» **Instructions for the task**:
Given the listing below, write out exactly the lines starting with the line that has "pub const fn probe_slots(&self)" and going on through the line that has "pub fn validate(&self)", both kept.

────────────────────────────────────────

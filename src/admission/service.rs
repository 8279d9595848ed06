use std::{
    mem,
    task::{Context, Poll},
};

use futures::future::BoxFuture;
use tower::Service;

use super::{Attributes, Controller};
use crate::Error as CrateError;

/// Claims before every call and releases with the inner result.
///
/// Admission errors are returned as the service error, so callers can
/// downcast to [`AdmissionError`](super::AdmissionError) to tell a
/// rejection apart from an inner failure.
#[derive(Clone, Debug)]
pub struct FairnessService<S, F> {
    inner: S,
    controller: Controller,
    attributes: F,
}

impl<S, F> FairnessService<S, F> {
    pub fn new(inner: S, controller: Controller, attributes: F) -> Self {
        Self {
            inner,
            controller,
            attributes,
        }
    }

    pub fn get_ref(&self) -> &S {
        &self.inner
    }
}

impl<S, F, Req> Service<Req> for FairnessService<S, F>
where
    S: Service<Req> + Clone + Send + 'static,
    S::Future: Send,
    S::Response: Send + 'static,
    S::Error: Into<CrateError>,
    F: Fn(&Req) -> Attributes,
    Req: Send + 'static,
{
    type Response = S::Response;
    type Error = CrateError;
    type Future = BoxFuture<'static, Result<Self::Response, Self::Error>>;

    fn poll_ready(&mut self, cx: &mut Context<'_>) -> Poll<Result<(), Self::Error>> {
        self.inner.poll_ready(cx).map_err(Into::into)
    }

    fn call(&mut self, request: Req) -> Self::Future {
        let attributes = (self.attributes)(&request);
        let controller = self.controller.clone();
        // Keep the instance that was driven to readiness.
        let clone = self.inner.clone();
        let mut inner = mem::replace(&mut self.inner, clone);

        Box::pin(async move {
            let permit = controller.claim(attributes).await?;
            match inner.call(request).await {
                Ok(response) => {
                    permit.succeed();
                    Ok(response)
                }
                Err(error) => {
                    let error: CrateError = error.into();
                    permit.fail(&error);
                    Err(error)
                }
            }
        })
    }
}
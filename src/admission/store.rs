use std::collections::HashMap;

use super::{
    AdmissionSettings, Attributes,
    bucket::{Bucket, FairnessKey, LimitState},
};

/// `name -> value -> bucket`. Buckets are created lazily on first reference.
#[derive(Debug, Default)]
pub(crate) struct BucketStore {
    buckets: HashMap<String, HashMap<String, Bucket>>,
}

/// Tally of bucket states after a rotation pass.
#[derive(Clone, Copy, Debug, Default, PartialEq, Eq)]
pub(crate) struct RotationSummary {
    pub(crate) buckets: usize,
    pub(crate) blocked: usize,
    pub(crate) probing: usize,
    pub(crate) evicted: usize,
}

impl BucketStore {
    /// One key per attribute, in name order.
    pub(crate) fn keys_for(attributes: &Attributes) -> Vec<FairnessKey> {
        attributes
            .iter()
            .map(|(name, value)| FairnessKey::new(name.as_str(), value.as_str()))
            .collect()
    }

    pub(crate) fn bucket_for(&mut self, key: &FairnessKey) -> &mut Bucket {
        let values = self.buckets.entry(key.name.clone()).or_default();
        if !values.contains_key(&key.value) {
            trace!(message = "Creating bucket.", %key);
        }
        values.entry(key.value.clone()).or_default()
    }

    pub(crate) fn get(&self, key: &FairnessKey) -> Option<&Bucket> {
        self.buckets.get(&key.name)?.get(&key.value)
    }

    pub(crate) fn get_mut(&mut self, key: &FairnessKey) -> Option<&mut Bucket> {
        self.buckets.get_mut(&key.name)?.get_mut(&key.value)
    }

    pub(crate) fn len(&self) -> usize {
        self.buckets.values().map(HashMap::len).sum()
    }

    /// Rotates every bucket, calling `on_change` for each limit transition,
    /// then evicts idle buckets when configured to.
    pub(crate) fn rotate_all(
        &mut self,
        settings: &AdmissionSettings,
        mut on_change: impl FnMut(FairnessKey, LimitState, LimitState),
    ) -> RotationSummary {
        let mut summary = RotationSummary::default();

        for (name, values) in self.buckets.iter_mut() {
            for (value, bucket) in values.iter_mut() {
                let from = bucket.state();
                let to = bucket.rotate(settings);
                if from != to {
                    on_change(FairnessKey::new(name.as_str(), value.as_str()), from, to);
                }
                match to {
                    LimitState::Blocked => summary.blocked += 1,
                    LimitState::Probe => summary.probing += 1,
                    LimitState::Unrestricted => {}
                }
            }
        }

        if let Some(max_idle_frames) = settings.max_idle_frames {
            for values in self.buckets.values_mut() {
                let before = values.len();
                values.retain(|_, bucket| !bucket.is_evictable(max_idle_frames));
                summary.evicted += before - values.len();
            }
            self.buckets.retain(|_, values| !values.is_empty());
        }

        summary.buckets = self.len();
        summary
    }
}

────────────────────────────────────────

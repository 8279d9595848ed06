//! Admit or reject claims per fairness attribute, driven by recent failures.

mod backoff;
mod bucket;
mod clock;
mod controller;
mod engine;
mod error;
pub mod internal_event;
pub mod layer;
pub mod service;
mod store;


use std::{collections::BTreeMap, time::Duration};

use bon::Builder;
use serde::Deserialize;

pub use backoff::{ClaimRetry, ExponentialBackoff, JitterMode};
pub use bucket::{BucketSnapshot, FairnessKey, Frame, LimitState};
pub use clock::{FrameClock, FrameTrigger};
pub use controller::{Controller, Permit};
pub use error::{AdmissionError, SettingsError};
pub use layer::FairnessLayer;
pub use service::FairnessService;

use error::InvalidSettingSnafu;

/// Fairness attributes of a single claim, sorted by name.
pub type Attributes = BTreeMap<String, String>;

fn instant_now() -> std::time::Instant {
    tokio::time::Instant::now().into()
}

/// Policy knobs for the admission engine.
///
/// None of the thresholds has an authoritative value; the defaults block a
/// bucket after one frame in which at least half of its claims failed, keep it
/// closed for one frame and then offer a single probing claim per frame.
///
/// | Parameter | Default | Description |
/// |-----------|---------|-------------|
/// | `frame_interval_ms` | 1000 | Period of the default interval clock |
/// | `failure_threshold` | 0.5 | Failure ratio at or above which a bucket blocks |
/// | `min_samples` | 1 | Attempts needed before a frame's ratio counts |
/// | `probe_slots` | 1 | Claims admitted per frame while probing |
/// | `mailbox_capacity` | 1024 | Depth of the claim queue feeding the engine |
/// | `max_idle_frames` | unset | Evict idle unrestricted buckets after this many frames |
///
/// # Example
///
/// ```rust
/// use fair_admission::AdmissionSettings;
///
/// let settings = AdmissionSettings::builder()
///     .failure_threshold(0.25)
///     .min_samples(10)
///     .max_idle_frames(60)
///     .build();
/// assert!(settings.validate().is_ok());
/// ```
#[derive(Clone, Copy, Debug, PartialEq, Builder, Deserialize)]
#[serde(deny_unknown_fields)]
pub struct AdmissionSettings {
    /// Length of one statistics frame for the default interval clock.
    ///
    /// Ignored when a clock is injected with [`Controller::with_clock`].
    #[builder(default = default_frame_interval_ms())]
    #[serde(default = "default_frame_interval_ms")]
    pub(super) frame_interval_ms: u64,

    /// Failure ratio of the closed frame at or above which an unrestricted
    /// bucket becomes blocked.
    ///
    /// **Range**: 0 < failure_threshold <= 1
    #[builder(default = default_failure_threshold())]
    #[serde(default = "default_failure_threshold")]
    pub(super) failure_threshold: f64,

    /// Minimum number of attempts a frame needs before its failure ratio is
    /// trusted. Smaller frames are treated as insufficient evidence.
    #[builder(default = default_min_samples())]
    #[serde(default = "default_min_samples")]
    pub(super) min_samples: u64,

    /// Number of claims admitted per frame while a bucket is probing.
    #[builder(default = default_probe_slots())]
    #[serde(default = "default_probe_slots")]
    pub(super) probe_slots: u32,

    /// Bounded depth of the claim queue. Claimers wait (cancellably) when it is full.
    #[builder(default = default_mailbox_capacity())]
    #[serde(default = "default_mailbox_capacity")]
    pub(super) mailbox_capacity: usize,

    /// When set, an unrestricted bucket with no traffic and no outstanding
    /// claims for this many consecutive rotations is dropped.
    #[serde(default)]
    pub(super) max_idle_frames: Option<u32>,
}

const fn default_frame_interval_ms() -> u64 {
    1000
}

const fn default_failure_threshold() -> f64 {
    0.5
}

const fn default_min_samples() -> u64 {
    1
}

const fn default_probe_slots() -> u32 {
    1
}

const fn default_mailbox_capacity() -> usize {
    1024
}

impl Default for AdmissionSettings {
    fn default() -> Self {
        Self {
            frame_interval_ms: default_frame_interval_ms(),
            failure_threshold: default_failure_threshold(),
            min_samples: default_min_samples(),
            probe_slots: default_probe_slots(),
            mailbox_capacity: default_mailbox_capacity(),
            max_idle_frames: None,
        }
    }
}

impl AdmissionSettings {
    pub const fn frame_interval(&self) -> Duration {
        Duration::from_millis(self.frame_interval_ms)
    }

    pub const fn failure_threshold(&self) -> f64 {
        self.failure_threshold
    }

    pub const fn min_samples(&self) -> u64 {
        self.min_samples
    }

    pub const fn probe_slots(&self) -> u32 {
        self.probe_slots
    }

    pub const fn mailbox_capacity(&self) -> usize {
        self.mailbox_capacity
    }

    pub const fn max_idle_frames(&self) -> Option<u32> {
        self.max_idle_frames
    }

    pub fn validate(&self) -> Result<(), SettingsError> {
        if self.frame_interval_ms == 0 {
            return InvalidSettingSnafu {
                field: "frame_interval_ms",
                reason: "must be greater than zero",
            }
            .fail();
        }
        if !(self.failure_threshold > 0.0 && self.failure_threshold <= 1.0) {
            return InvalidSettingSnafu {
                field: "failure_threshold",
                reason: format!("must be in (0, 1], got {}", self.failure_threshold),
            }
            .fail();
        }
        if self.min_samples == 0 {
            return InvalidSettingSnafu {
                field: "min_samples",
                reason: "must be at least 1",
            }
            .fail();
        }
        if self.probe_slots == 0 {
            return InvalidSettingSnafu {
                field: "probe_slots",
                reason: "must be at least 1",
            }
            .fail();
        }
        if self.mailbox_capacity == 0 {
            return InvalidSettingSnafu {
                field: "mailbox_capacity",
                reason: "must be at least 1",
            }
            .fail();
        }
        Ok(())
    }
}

────────────────────────────────────────

» **Output of the task**:
    pub const fn probe_slots(&self) -> u32 {
        self.probe_slots
    }

    pub const fn mailbox_capacity(&self) -> usize {
        self.mailbox_capacity
    }

    pub const fn max_idle_frames(&self) -> Option<u32> {
        self.max_idle_frames
    }

    pub fn validate(&self) -> Result<(), SettingsError> {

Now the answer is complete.